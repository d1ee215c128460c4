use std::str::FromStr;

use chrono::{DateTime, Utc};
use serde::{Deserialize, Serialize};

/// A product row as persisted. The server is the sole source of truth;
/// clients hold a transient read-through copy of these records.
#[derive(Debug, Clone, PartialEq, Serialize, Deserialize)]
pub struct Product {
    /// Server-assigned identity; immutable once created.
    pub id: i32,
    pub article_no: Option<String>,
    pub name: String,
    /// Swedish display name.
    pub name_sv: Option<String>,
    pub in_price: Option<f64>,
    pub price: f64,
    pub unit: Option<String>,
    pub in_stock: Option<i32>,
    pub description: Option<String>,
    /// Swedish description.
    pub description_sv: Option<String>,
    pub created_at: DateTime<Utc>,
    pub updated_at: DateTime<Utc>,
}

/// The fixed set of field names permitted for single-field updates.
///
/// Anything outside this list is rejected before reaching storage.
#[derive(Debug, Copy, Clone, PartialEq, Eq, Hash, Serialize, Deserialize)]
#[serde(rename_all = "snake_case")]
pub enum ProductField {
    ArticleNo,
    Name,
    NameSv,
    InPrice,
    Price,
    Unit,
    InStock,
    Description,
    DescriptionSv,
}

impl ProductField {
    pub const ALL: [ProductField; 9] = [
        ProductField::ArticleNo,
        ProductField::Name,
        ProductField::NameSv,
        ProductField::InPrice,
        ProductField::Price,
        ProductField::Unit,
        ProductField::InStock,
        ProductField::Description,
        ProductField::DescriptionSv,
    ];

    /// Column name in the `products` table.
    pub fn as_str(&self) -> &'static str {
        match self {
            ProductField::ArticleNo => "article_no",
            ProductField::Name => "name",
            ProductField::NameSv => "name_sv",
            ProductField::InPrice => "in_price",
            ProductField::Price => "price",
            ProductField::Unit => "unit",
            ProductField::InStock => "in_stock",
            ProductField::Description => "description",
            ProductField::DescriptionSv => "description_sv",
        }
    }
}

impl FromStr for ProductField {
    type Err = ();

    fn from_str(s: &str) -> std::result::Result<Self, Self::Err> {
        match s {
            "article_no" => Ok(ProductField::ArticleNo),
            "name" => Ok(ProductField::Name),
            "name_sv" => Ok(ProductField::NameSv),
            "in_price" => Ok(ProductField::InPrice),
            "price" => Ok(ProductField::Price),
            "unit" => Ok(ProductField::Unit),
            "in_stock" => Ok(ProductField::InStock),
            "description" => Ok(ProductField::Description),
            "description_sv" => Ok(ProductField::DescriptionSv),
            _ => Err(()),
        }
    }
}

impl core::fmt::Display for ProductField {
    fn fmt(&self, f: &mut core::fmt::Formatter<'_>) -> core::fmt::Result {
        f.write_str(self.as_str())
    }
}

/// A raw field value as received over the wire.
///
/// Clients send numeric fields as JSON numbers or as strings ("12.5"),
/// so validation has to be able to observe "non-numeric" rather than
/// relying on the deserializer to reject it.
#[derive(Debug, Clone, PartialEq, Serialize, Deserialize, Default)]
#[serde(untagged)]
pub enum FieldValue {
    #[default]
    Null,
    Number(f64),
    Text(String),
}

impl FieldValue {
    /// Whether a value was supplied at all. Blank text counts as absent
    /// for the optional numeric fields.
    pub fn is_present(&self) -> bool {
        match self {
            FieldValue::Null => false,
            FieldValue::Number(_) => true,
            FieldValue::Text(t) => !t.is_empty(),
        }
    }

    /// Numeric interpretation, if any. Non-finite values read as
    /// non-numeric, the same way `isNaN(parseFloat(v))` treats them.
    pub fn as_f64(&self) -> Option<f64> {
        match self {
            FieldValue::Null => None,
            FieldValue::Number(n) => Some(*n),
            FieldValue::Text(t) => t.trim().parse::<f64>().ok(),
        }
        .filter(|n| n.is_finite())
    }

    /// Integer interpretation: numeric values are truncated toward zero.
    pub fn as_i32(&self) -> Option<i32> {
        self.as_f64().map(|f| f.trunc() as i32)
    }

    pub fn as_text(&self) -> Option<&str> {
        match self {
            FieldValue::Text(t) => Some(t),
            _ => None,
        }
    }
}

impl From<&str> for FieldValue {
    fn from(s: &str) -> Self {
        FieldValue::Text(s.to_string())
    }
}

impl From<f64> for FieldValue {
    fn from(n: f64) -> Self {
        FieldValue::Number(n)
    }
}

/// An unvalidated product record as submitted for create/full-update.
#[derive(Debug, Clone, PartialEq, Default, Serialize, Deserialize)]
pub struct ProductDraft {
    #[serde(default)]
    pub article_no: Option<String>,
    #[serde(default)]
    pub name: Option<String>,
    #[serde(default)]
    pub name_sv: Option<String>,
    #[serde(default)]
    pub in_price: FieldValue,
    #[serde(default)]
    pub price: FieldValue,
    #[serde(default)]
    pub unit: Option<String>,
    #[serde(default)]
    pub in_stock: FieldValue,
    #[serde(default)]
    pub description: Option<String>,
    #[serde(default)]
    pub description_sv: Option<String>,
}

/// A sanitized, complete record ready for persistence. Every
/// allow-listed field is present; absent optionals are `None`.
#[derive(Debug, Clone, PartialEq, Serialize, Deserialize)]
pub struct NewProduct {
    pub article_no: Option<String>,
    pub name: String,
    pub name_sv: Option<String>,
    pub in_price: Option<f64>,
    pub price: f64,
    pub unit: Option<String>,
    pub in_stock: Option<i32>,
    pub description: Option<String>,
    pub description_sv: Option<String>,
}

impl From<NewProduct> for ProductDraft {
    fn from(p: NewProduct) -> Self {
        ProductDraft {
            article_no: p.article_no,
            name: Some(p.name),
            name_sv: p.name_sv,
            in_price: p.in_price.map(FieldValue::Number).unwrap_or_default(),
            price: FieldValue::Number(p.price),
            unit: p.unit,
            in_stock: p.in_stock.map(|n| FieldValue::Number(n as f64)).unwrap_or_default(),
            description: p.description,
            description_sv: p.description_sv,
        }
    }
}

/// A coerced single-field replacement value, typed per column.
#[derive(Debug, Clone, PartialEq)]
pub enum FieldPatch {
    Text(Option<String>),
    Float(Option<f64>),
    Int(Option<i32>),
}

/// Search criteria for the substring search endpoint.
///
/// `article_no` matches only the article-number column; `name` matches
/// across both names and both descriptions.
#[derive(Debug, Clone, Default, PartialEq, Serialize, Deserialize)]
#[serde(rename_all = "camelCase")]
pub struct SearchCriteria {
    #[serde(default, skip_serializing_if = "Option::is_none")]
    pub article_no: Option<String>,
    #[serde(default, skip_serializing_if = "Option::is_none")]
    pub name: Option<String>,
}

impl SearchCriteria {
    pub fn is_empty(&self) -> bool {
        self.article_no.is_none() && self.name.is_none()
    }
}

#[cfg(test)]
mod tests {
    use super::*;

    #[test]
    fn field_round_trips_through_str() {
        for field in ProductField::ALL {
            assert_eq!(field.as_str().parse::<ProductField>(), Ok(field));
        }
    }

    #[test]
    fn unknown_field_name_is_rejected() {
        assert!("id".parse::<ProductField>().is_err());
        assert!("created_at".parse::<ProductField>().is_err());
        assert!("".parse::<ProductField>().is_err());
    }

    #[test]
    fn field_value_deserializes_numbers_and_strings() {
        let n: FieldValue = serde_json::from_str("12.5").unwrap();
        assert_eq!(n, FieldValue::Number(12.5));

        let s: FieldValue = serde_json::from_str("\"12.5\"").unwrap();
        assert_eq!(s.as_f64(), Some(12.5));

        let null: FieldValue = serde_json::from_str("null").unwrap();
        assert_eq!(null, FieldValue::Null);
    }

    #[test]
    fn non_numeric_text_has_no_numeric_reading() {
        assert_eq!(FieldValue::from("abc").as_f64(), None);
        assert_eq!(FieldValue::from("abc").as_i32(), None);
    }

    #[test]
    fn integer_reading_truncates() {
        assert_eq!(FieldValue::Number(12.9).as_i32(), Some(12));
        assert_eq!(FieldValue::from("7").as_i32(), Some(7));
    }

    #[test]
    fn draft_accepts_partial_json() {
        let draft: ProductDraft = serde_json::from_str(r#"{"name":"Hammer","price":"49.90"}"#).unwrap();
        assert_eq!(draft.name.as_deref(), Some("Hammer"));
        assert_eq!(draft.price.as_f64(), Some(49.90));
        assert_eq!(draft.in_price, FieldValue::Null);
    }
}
+-------+
▸ **Assignment**:
How many lines in the records hold the string "Swedish"? Answer with only that number.

▸ **Solution for this exercise**:
2